__The problem__: Search the data below for the word "steps" and copy each line that holds it.

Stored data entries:

▼

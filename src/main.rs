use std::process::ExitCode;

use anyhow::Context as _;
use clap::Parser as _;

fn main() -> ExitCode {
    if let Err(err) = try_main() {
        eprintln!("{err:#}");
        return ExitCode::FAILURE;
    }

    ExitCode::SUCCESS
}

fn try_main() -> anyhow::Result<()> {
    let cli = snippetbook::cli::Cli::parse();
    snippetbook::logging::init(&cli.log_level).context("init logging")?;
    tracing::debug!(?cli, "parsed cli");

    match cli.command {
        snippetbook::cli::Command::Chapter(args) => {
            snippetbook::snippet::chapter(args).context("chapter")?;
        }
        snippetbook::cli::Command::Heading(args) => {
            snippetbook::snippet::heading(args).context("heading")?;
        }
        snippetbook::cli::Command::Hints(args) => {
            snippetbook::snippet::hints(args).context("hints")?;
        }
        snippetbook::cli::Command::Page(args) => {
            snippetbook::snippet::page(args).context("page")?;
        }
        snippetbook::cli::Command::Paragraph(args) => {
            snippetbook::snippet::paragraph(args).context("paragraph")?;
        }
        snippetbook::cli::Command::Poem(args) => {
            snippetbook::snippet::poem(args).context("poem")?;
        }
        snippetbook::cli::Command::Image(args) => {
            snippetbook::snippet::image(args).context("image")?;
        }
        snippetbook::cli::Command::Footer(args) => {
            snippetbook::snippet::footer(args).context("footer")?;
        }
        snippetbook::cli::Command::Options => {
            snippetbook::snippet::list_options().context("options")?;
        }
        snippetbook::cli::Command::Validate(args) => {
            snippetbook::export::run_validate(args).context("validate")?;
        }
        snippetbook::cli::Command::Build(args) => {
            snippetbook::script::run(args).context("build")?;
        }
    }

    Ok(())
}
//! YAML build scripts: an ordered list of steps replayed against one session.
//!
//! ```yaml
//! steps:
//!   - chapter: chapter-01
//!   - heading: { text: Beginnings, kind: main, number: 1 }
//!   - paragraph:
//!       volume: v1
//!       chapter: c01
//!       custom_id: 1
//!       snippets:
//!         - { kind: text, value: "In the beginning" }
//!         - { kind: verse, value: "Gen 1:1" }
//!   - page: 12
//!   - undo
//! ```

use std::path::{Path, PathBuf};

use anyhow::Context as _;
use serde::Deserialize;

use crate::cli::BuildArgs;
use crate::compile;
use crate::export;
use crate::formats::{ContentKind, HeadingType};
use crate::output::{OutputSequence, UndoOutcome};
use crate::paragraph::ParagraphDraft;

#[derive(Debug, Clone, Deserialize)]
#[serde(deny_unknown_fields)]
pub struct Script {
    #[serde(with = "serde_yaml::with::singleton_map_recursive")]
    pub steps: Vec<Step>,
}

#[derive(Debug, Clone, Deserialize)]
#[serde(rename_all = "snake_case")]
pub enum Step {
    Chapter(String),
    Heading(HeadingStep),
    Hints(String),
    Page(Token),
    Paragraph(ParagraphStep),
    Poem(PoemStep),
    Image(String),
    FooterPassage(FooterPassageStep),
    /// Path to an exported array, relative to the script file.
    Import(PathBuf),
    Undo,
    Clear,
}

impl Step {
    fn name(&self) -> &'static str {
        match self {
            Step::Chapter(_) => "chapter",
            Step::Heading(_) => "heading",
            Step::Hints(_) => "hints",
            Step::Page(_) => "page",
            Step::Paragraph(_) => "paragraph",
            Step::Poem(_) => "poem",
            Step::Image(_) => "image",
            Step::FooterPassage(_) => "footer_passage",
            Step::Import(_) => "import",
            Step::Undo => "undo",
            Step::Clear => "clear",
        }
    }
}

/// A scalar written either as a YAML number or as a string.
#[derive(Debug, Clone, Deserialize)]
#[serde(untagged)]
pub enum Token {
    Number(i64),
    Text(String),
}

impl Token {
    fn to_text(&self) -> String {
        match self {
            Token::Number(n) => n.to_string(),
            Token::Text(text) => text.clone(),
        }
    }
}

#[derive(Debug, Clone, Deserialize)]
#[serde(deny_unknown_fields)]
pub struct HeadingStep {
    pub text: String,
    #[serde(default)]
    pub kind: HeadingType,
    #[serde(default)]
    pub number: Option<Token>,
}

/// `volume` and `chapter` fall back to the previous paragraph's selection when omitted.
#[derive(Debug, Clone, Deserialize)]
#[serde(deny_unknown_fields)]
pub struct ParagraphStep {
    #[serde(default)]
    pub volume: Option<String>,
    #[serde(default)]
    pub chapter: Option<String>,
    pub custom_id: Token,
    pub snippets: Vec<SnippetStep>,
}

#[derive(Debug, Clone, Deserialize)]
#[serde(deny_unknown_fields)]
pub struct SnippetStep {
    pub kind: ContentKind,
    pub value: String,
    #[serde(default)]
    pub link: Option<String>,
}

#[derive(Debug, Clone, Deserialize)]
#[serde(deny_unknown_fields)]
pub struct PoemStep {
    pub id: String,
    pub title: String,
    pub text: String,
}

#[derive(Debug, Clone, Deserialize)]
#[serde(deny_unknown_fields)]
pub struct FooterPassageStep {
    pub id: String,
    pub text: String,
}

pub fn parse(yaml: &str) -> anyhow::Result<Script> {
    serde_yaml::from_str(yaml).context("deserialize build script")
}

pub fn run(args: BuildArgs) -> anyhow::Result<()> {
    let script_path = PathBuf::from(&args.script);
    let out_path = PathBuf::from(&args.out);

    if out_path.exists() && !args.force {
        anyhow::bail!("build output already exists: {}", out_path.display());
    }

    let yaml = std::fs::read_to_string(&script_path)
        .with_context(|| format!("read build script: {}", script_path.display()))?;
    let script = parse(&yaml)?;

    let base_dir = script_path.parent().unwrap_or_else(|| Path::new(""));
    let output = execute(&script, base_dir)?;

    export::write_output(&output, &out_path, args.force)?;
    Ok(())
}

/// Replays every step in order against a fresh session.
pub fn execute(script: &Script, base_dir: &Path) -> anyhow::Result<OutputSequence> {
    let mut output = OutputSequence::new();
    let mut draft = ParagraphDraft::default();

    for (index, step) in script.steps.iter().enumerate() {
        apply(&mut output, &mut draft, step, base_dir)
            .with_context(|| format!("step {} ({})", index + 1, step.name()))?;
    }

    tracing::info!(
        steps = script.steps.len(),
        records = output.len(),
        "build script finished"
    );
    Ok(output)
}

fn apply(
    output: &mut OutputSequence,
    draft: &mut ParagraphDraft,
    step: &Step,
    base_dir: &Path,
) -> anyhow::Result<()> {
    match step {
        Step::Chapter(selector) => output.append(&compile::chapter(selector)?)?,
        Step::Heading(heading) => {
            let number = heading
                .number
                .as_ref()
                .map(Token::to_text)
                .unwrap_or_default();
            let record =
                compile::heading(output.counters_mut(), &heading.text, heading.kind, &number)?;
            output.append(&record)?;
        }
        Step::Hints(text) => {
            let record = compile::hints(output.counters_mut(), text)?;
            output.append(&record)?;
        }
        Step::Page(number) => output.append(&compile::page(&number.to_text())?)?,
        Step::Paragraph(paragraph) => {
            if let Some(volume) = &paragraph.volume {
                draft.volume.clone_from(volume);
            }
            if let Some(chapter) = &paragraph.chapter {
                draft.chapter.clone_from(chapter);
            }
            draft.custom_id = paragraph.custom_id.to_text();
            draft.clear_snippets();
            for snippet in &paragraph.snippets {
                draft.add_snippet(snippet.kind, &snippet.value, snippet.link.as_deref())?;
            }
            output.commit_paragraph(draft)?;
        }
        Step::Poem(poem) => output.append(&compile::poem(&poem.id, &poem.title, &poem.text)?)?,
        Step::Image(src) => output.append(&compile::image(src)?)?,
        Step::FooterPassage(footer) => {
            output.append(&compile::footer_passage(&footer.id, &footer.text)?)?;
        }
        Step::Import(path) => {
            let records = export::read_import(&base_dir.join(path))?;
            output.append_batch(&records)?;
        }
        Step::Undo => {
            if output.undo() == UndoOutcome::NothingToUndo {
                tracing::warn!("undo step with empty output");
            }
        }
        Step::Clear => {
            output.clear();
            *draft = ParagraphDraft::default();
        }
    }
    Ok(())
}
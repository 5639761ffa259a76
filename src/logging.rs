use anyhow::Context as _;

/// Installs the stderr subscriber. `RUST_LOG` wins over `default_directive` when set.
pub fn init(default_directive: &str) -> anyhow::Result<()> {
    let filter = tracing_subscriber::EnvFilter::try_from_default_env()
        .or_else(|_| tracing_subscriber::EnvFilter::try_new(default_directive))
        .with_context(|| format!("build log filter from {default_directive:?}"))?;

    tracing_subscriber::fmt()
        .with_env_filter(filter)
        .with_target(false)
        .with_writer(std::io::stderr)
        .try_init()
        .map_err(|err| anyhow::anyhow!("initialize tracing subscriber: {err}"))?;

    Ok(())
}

▲

__Solution__:
//! YAML build scripts: an ordered list of steps replayed against one session.
//! steps:
    pub steps: Vec<Step>,
    for (index, step) in script.steps.iter().enumerate() {
        steps = script.steps.len(),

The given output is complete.